The peculiar character of the epistle as the expressions of Paul's heart in sight of the Church's failure and departure

The second epistle to Timothy has a very peculiar character. It is the expression of his heart, who outside Palestine had, under God, founded and built the assembly of God on earth, and it was written in sight of its failure, and its departure from the principles on which he had established it. God remained faithful; His foundation was sure and immovable; but the work committed into the hands of men was already enfeebled and decaying. The consciousness of this state of things, which moreover betrayed itself in the way in which the apostle himself was then forsaken, oppressed his heart; and he pours it out into the bosom of his faithful Timothy. By this means the Spirit instructs us in the solemn truth, that the church has not kept its first estate, and sets before us the ways of safety for those who seek God, and desire to please Him, in such a state of things as this.

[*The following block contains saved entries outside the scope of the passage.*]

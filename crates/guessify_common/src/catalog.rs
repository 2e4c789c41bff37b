//! Entity catalog loaded from a CSV table.
//!
//! One row per entity, a `name` column, and one yes/no column per attribute.
//! The catalog is immutable after loading and is shared read-only between
//! game sessions.
//!
//! Records are split on line breaks before fields are split, so a quoted
//! field may contain commas but not a newline. A leading UTF-8 byte order
//! mark is ignored.

use crate::error::{GuessError, Result};
use serde::{Deserialize, Serialize};
use std::collections::HashMap;
use std::fs;
use std::io::Read;
use std::path::Path;
use tracing::{info, warn};

/// Column holding the entity name
pub const NAME_COLUMN: &str = "name";

/// Cell values treated as "no value"; rows containing one are dropped
const MISSING_MARKERS: &[&str] = &["", "na", "nan", "null", "n/a"];

/// A single entity with its attribute vector
#[derive(Debug, Clone, PartialEq, Eq, Serialize, Deserialize)]
pub struct Entity {
    pub name: String,
    /// One value per catalog attribute, in catalog attribute order
    pub values: Vec<bool>,
}

/// Rows skipped while loading
#[derive(Debug, Clone, Default, PartialEq, Eq, Serialize, Deserialize)]
pub struct LoadSummary {
    pub rows_read: usize,
    pub dropped_missing: Vec<usize>,
    pub dropped_duplicates: Vec<String>,
}

#[derive(Debug, Clone)]
pub struct Catalog {
    attributes: Vec<String>,
    entities: Vec<Entity>,
    entity_index: HashMap<String, usize>,
    attribute_index: HashMap<String, usize>,
    summary: LoadSummary,
}

enum Cell {
    Value(bool),
    Missing,
}

impl Catalog {
    /// Load a catalog from a CSV file
    pub fn load(path: impl AsRef<Path>) -> Result<Self> {
        let path = path.as_ref();
        let text = fs::read_to_string(path).map_err(|e| {
            GuessError::Data(format!("cannot read catalog {}: {}", path.display(), e))
        })?;
        let catalog = Self::parse(&text)?;
        info!(
            "Loaded {} entities with {} attributes from {}",
            catalog.len(),
            catalog.attributes.len(),
            path.display()
        );
        Ok(catalog)
    }

    /// Load a catalog from any reader
    pub fn from_reader<R: Read>(mut reader: R) -> Result<Self> {
        let mut text = String::new();
        reader
            .read_to_string(&mut text)
            .map_err(|e| GuessError::Data(format!("cannot read catalog source: {}", e)))?;
        Self::parse(&text)
    }

    /// Parse CSV text
    pub fn parse(text: &str) -> Result<Self> {
        let text = text.strip_prefix('\u{feff}').unwrap_or(text);
        let mut lines = text
            .lines()
            .enumerate()
            .filter(|(_, line)| !line.trim().is_empty());

        let (_, header_line) = lines
            .next()
            .ok_or_else(|| GuessError::Data("catalog source is empty".to_string()))?;
        let header: Vec<String> = split_csv_line(header_line)
            .into_iter()
            .map(|h| h.trim().to_string())
            .collect();

        let name_col = header
            .iter()
            .position(|h| h == NAME_COLUMN)
            .ok_or_else(|| GuessError::Data("catalog has no 'name' column".to_string()))?;

        let attr_cols: Vec<usize> = (0..header.len()).filter(|&i| i != name_col).collect();
        if attr_cols.is_empty() {
            return Err(GuessError::Data("catalog has no attribute columns".to_string()));
        }
        let attributes: Vec<String> = attr_cols.iter().map(|&i| header[i].clone()).collect();

        let mut attribute_index = HashMap::with_capacity(attributes.len());
        for (i, key) in attributes.iter().enumerate() {
            if key.is_empty() {
                return Err(GuessError::Data(format!("attribute column {} has no name", i + 1)));
            }
            if attribute_index.insert(key.clone(), i).is_some() {
                return Err(GuessError::Data(format!("duplicate attribute column '{}'", key)));
            }
        }

        let mut summary = LoadSummary::default();
        let mut entities = Vec::new();
        let mut entity_index = HashMap::new();

        for (line_no, line) in lines {
            summary.rows_read += 1;
            let cells = split_csv_line(line);
            let name = cells.get(name_col).map(|s| s.trim()).unwrap_or("");

            let mut values = Vec::with_capacity(attr_cols.len());
            let mut complete = !is_missing(name);
            for (attr_pos, &col) in attr_cols.iter().enumerate() {
                let raw = cells.get(col).map(|s| s.as_str()).unwrap_or("");
                match parse_cell(raw) {
                    Some(Cell::Value(v)) => values.push(v),
                    Some(Cell::Missing) => complete = false,
                    None => {
                        return Err(GuessError::Data(format!(
                            "line {}: invalid value '{}' for attribute '{}' (expected yes/no)",
                            line_no + 1,
                            raw.trim(),
                            attributes[attr_pos]
                        )))
                    }
                }
            }

            if !complete {
                warn!("Dropping incomplete catalog row at line {}", line_no + 1);
                summary.dropped_missing.push(line_no + 1);
                continue;
            }
            if entity_index.contains_key(name) {
                warn!("Dropping duplicate catalog entry '{}' at line {}", name, line_no + 1);
                summary.dropped_duplicates.push(name.to_string());
                continue;
            }

            entity_index.insert(name.to_string(), entities.len());
            entities.push(Entity {
                name: name.to_string(),
                values,
            });
        }

        if entities.is_empty() {
            return Err(GuessError::Data(
                "catalog has no valid rows after dropping duplicates and incomplete rows"
                    .to_string(),
            ));
        }

        Ok(Self {
            attributes,
            entities,
            entity_index,
            attribute_index,
            summary,
        })
    }

    /// Attribute keys in column order
    pub fn attributes(&self) -> &[String] {
        &self.attributes
    }

    /// Entities in file order
    pub fn entities(&self) -> &[Entity] {
        &self.entities
    }

    pub fn len(&self) -> usize {
        self.entities.len()
    }

    pub fn is_empty(&self) -> bool {
        self.entities.is_empty()
    }

    pub fn entity(&self, name: &str) -> Option<&Entity> {
        self.entity_index.get(name).map(|&i| &self.entities[i])
    }

    /// Attribute vector of an entity by name
    pub fn vector(&self, name: &str) -> Option<&[bool]> {
        self.entity(name).map(|e| e.values.as_slice())
    }

    /// Column index of an attribute key
    pub fn attribute_position(&self, key: &str) -> Option<usize> {
        self.attribute_index.get(key).copied()
    }

    pub fn has_attribute(&self, key: &str) -> bool {
        self.attribute_index.contains_key(key)
    }

    pub fn load_summary(&self) -> &LoadSummary {
        &self.summary
    }
}

fn is_missing(raw: &str) -> bool {
    let token = raw.trim().to_ascii_lowercase();
    MISSING_MARKERS.contains(&token.as_str())
}

fn parse_cell(raw: &str) -> Option<Cell> {
    if is_missing(raw) {
        return Some(Cell::Missing);
    }
    match raw.trim().to_ascii_lowercase().as_str() {
        "yes" => Some(Cell::Value(true)),
        "no" => Some(Cell::Value(false)),
        _ => None,
    }
}

/// Split one CSV line, honouring double-quoted fields and `""` escapes
fn split_csv_line(line: &str) -> Vec<String> {
    let mut fields = Vec::new();
    let mut field = String::new();
    let mut in_quotes = false;
    let mut chars = line.trim_end_matches('\r').chars().peekable();

    while let Some(c) = chars.next() {
        match c {
            '"' if in_quotes && chars.peek() == Some(&'"') => {
                field.push('"');
                chars.next();
            }
            '"' => in_quotes = !in_quotes,
            ',' if !in_quotes => fields.push(std::mem::take(&mut field)),
            _ => field.push(c),
        }
    }
    fields.push(field);
    fields
}

#[cfg(test)]
mod tests {
    use super::*;

    const SMALL: &str = "name,actor,musician\nA,yes,no\nB,yes,yes\nC,no,no\n";

    #[test]
    fn test_parse_small_catalog() {
        let catalog = Catalog::parse(SMALL).unwrap();
        assert_eq!(catalog.attributes(), &["actor".to_string(), "musician".to_string()]);
        assert_eq!(catalog.len(), 3);
        assert_eq!(catalog.vector("B"), Some(&[true, true][..]));
        assert_eq!(catalog.entity("C").map(|e| e.name.as_str()), Some("C"));
        assert_eq!(catalog.attribute_position("musician"), Some(1));
        assert!(catalog.vector("Z").is_none());
    }

    #[test]
    fn test_byte_order_mark_stripped() {
        let catalog = Catalog::parse("\u{feff}name,actor\nA,yes\n").unwrap();
        assert_eq!(catalog.attributes(), &["actor".to_string()]);
        assert_eq!(catalog.vector("A"), Some(&[true][..]));
    }

    #[test]
    fn test_quoted_newline_not_supported() {
        // both halves of the split record are incomplete rows and get dropped
        let catalog = Catalog::parse("name,actor\n\"Jo\nBloggs\",yes\nA,no\n").unwrap();
        assert_eq!(catalog.len(), 1);
        assert!(catalog.entity("A").is_some());
    }

    #[test]
    fn test_name_column_anywhere() {
        let catalog = Catalog::parse("actor,name\nyes,A\n").unwrap();
        assert_eq!(catalog.attributes(), &["actor".to_string()]);
        assert_eq!(catalog.vector("A"), Some(&[true][..]));
    }

    #[test]
    fn test_missing_name_column() {
        let err = Catalog::parse("title,actor\nA,yes\n").unwrap_err();
        assert!(matches!(err, GuessError::Data(_)));
    }

    #[test]
    fn test_empty_source() {
        assert!(matches!(Catalog::parse("").unwrap_err(), GuessError::Data(_)));
        assert!(matches!(Catalog::parse("name\nA\n").unwrap_err(), GuessError::Data(_)));
    }

    #[test]
    fn test_invalid_token() {
        let err = Catalog::parse("name,actor\nA,maybe\n").unwrap_err();
        assert!(err.to_string().contains("maybe"));
    }

    #[test]
    fn test_tokens_case_insensitive() {
        let catalog = Catalog::parse("name,actor\nA, Yes \nB,NO\n").unwrap();
        assert_eq!(catalog.vector("A"), Some(&[true][..]));
        assert_eq!(catalog.vector("B"), Some(&[false][..]));
    }

    #[test]
    fn test_drops_incomplete_and_duplicates() {
        let text = "name,actor,musician\nA,yes,no\nB,yes,\nA,no,no\nC,no\nD,NaN,yes\nE,no,yes\n";
        let catalog = Catalog::parse(text).unwrap();
        let names: Vec<&str> = catalog.entities().iter().map(|e| e.name.as_str()).collect();
        assert_eq!(names, vec!["A", "E"]);
        // first occurrence wins
        assert_eq!(catalog.vector("A"), Some(&[true, false][..]));

        let summary = catalog.load_summary();
        assert_eq!(summary.rows_read, 6);
        assert_eq!(summary.dropped_missing, vec![3, 5, 6]);
        assert_eq!(summary.dropped_duplicates, vec!["A".to_string()]);
    }

    #[test]
    fn test_no_valid_rows() {
        let err = Catalog::parse("name,actor\nA,\nB,na\n").unwrap_err();
        assert!(matches!(err, GuessError::Data(_)));
    }

    #[test]
    fn test_quoted_names() {
        let catalog = Catalog::parse("name,actor\n\"Smith, Will\",yes\n\"The \"\"Rock\"\"\",yes\n").unwrap();
        assert!(catalog.entity("Smith, Will").is_some());
        assert!(catalog.entity("The \"Rock\"").is_some());
    }

    #[test]
    fn test_every_entity_complete() {
        let catalog = Catalog::parse(SMALL).unwrap();
        for entity in catalog.entities() {
            assert_eq!(entity.values.len(), catalog.attributes().len());
        }
    }
}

The apostle John's witness

The apostle John gives the history of the fall of the assembly here below, and of its judgment, and that of the world likewise. He also sets before us a life which, apart from all questions of the assembly's condition, abides ever the same, which renders us capable of enjoying God, and makes us resemble Him in His nature and character.

Paul's painful experience that of all the servants of God; man's failure; the sure foundation

As a witness John was to remain until the Lord came: but Paul sees for himself the ruin of that which he had built and watched over so faithfully. He had spent himself for the assembly, accomplishing that which was behind of the sufferings of Christ; and he had to see that which he had so much loved (which he had cared for even as a mother cherishes her nursling which he had planted as God's plant on the earth) grow feeble as to its condition and testimony in the world, depart from the source of strength, and become corrupt. What a painful experience! But it is that of the servant of God in all ages and in all dispensations. He sees indeed the power of God acting to plant the testimony on earth, but he sees that men soon fail in it. The house inhabited by the Holy Ghost becomes dilapidated and in disorder. Nevertheless (and we love to repeat it with the apostle) the sure foundation of the Lord abides for ever. Whatever may be the condition of the whole company, the individual is always to depart from all iniquity, and to maintain, by himself if need be, the true testimony of the name of the Lord. This can never fail the faithful soul.

The apostle's comfort when afflicted and forsaken

In view of the mixture and confusion which began to show itself in the assembly, the apostle's comfort was founded on these two principles, while remembering and joyfully availing himself of the communion and faithfulness of some precious souls. He had such as Timothy and Onesiphorus, amid the afflictions of the gospel and the sorrow of being forsaken by so many who were seals to his testimony before the Lord.